Il Pci all'inizio degli anni sessanta (Lucio Magri)

Il Pci arrivava agli inizi degli anni sessanta in condizioni promettenti. Rappresentava ormai un quarto degli elettori e conservava quasi due milioni di iscritti, per lo più attivi; era parte di un movimento internazionale che governava un terzo del mondo, ma nel quale aveva finalmente acquisito una propria autonomia; raccoglieva simpatia, o almeno attenzione, nei paesi e nei movimenti che si stavano liberando dal colonialismo; manteneva un’influenza rilevante nel sindacato senza più considerarlo una «cinghia di trasmissione»; era incoraggiato, e a sua volta incoraggiava, una classe operaia più estesa e che dava nuovi segnali di combattività; incontrava una generazione politicizzata e un’intellettualità nella quale finalmente penetrava un marxismo non più dogmatico e canonico; avviava un dialogo con minoranze cattoliche gradualmente affrancate dall’anticomunismo «assoluto» di papa Pacelli; governava con buoni risultati, oltre la corretta amministrazione corrente, importanti regioni del paese. Soprattutto era ormai unito e convinto su una strategia univocamente definita, almeno nei suoi princìpi, dall’VIII congresso: la «via italiana». Era ancora inchiodato all’opposizione dai vincoli imposti all’Italia dalle alleanze già contratte, ma il nuovo rapporto di forza mondiale lo garantiva da un intervento americano armato, se e quando avesse conquistato un ruolo di governo in modo pacifico e legale. Tutto questo lo obbligava e gli permetteva di verificare con i fatti, almeno nel medio periodo, se la «via democratica al socialismo» era praticabile in Occidente, portava là dove voleva andare, senza perdersi per strada.

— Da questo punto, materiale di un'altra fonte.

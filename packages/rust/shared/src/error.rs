//! Error types for ghostwriter.
//!
//! Library crates use [`GhostwriterError`] via `thiserror`.
//! The CLI wraps this with `color-eyre` for rich diagnostics.

use std::path::PathBuf;

use serde::Deserialize;

/// Top-level error type for all ghostwriter operations.
#[derive(Debug, thiserror::Error)]
pub enum GhostwriterError {
    /// The admin key could not be turned into a token.
    #[error(transparent)]
    Auth(#[from] AuthError),

    /// Structured error returned by the remote service.
    #[error(transparent)]
    Api(#[from] ApiError),

    /// Network failure, or an error response without a decodable body.
    #[error("{}", transport_message(.status, .message))]
    Transport {
        status: Option<u16>,
        message: String,
    },

    /// Local document could not be parsed.
    #[error(transparent)]
    Parse(#[from] ParseError),

    /// Filesystem I/O error.
    #[error("I/O error at {path:?}: {source}")]
    Io {
        path: PathBuf,
        source: std::io::Error,
    },

    /// A successful response did not have the expected shape.
    #[error("unexpected response: {message}")]
    ResponseShape { message: String },

    /// Neither lookup strategy found the requested resource.
    #[error("{resource} not found: {ident}")]
    NotFound { resource: String, ident: String },

    /// Configuration loading or validation error.
    #[error("config error: {message}")]
    Config { message: String },

    /// Invalid user input (payloads, flags, frontmatter values).
    #[error("validation error: {message}")]
    Validation { message: String },

    /// The server handed out a page cursor that was already visited.
    #[error("pagination loop detected: cursor {cursor} was already fetched")]
    PaginationLoop { cursor: u64 },

    /// The operation was cancelled before it completed.
    #[error("operation cancelled")]
    Cancelled,
}

fn transport_message(status: &Option<u16>, message: &str) -> String {
    match status {
        Some(code) => format!("API error: {message} (status {code})"),
        None => format!("network error: {message}"),
    }
}

/// Convenience alias used throughout the codebase.
pub type Result<T> = std::result::Result<T, GhostwriterError>;

impl GhostwriterError {
    /// Create a config error from any displayable message.
    pub fn config(msg: impl Into<String>) -> Self {
        Self::Config {
            message: msg.into(),
        }
    }

    /// Create a validation error from any displayable message.
    pub fn validation(msg: impl Into<String>) -> Self {
        Self::Validation {
            message: msg.into(),
        }
    }

    /// Create a response-shape error from any displayable message.
    pub fn response_shape(msg: impl Into<String>) -> Self {
        Self::ResponseShape {
            message: msg.into(),
        }
    }

    /// Create a transport error for a failed network exchange.
    pub fn transport(msg: impl Into<String>) -> Self {
        Self::Transport {
            status: None,
            message: msg.into(),
        }
    }

    /// Wrap a `std::io::Error` with a path for context.
    pub fn io(path: impl Into<PathBuf>, source: std::io::Error) -> Self {
        Self::Io {
            path: path.into(),
            source,
        }
    }

    pub fn not_found(resource: impl Into<String>, ident: impl Into<String>) -> Self {
        Self::NotFound {
            resource: resource.into(),
            ident: ident.into(),
        }
    }
}

// ---------------------------------------------------------------------------
// Auth
// ---------------------------------------------------------------------------

/// Malformed admin key.
#[derive(Debug, thiserror::Error)]
pub enum AuthError {
    /// The key has no `:` separating key id and secret.
    #[error("invalid admin key format: expected 'id:secret'")]
    BadFormat,

    /// The secret half is not valid hex.
    #[error("invalid admin key secret: {0}")]
    BadSecret(#[source] MalformedInput),
}

/// Hex input with an odd length or a non-hex character.
#[derive(Debug, thiserror::Error)]
#[error("malformed hex input: {0}")]
pub struct MalformedInput(#[from] pub hex::FromHexError);

// ---------------------------------------------------------------------------
// Api
// ---------------------------------------------------------------------------

/// Error envelope returned by the Admin API for 4xx/5xx responses.
#[derive(Debug, Clone, Default, Deserialize, PartialEq, Eq)]
pub struct ApiError {
    #[serde(default)]
    pub errors: Vec<ApiErrorItem>,
}

/// A single entry of the `errors` array.
#[derive(Debug, Clone, Deserialize, PartialEq, Eq)]
pub struct ApiErrorItem {
    /// Empty when the server omits it or sends `null`.
    #[serde(default, deserialize_with = "null_as_empty")]
    pub message: String,
    #[serde(default)]
    pub context: Option<String>,
    #[serde(default, rename = "type")]
    pub kind: Option<String>,
}

impl ApiError {
    /// Decode an error body. Returns `None` unless it holds at least one item.
    pub fn decode(body: &[u8]) -> Option<Self> {
        serde_json::from_slice::<ApiError>(body)
            .ok()
            .filter(|e| !e.errors.is_empty())
    }

    /// Message of the first error item, if any.
    pub fn message(&self) -> Option<&str> {
        self.errors.first().map(|item| item.message.as_str())
    }
}

fn null_as_empty<'de, D>(deserializer: D) -> std::result::Result<String, D::Error>
where
    D: serde::Deserializer<'de>,
{
    Ok(Option::<String>::deserialize(deserializer)?.unwrap_or_default())
}

impl std::fmt::Display for ApiError {
    fn fmt(&self, f: &mut std::fmt::Formatter<'_>) -> std::fmt::Result {
        let Some(item) = self.errors.first() else {
            return write!(f, "unknown API error");
        };
        let context = item.context.as_deref().filter(|c| !c.is_empty());
        match (item.message.as_str(), context) {
            ("", Some(ctx)) => write!(f, "{ctx}"),
            ("", None) => write!(f, "{}", item.kind.as_deref().unwrap_or("unknown API error")),
            (msg, Some(ctx)) => write!(f, "{msg}: {ctx}"),
            (msg, None) => write!(f, "{msg}"),
        }
    }
}

impl std::error::Error for ApiError {}

// ---------------------------------------------------------------------------
// Parse
// ---------------------------------------------------------------------------

/// Failure to split or render a frontmatter document.
#[derive(Debug, thiserror::Error)]
pub enum ParseError {
    #[error("document is not valid UTF-8")]
    NotUtf8,

    /// Input ended inside the leading metadata block.
    #[error("frontmatter block is not terminated by a closing '---' line")]
    UnterminatedFrontmatter,

    #[error("parsing frontmatter: {0}")]
    BadMetadata(#[source] serde_yaml::Error),

    #[error("converting markdown: {0}")]
    RenderFailed(String),
}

Si apriva quindi per il Pci, per quel Pci, una partita nuova, nella quale erano in gioco l’identità faticosamente costruita e la sua futura esistenza. Anzi, a ben vedere, la posta era ancora più alta. Perché proprio in quel momento, se non interveniva in Occidente qualche mutamento, se lo scontro fra i blocchi restava solo una «guerra condotta con armi nuove», in altre parti del mondo (in Urss o nei paesi non allineati) potevano presto prevalere, e già si intravedevano, tendenze di ripiegamento o di divisione. Forse solo in Italia sembravano esistere alcune condizioni - forze e volontà - per avviare un tale mutamento.

Ma era realmente una partita aperta? Cinquant’anni dopo, sappiamo come si è conclusa. Il Pci, come forza organizzata e come pensiero compiuto, è morto. E pressoché nessuno ne rivendica l’eredità. Non è morto per un improvviso colpo apoplettico, cioè trascinato nel crollo dell’Unione Sovietica, dalla quale aveva da tempo preso le distanze. Né per estenuazione, perché ha mantenuto fino alla scomparsa una forza elettorale notevole (il 28%), e un peso nella società e nel sistema politico. E morto per libera scelta, con l’ambizione di un «nuovo inizio». Quel nuovo inizio non c’è stato, e ormai è chiaro a tutti che, se anche avesse avuto maggiore successo, sarebbe stato l’inizio di una cosa del tutto diversa. Questo è un fatto: così evidente e ormai così duraturo che non si può rimuovere, ma che va spiegato. Perché una forza che negli anni sessanta raggiungeva la propria maturità, era ancora in piena ascesa e si impegnava in un tentativo originale e ambizioso, dopo anni di ulteriori successi cominciò a declinare, fino a dissolversi?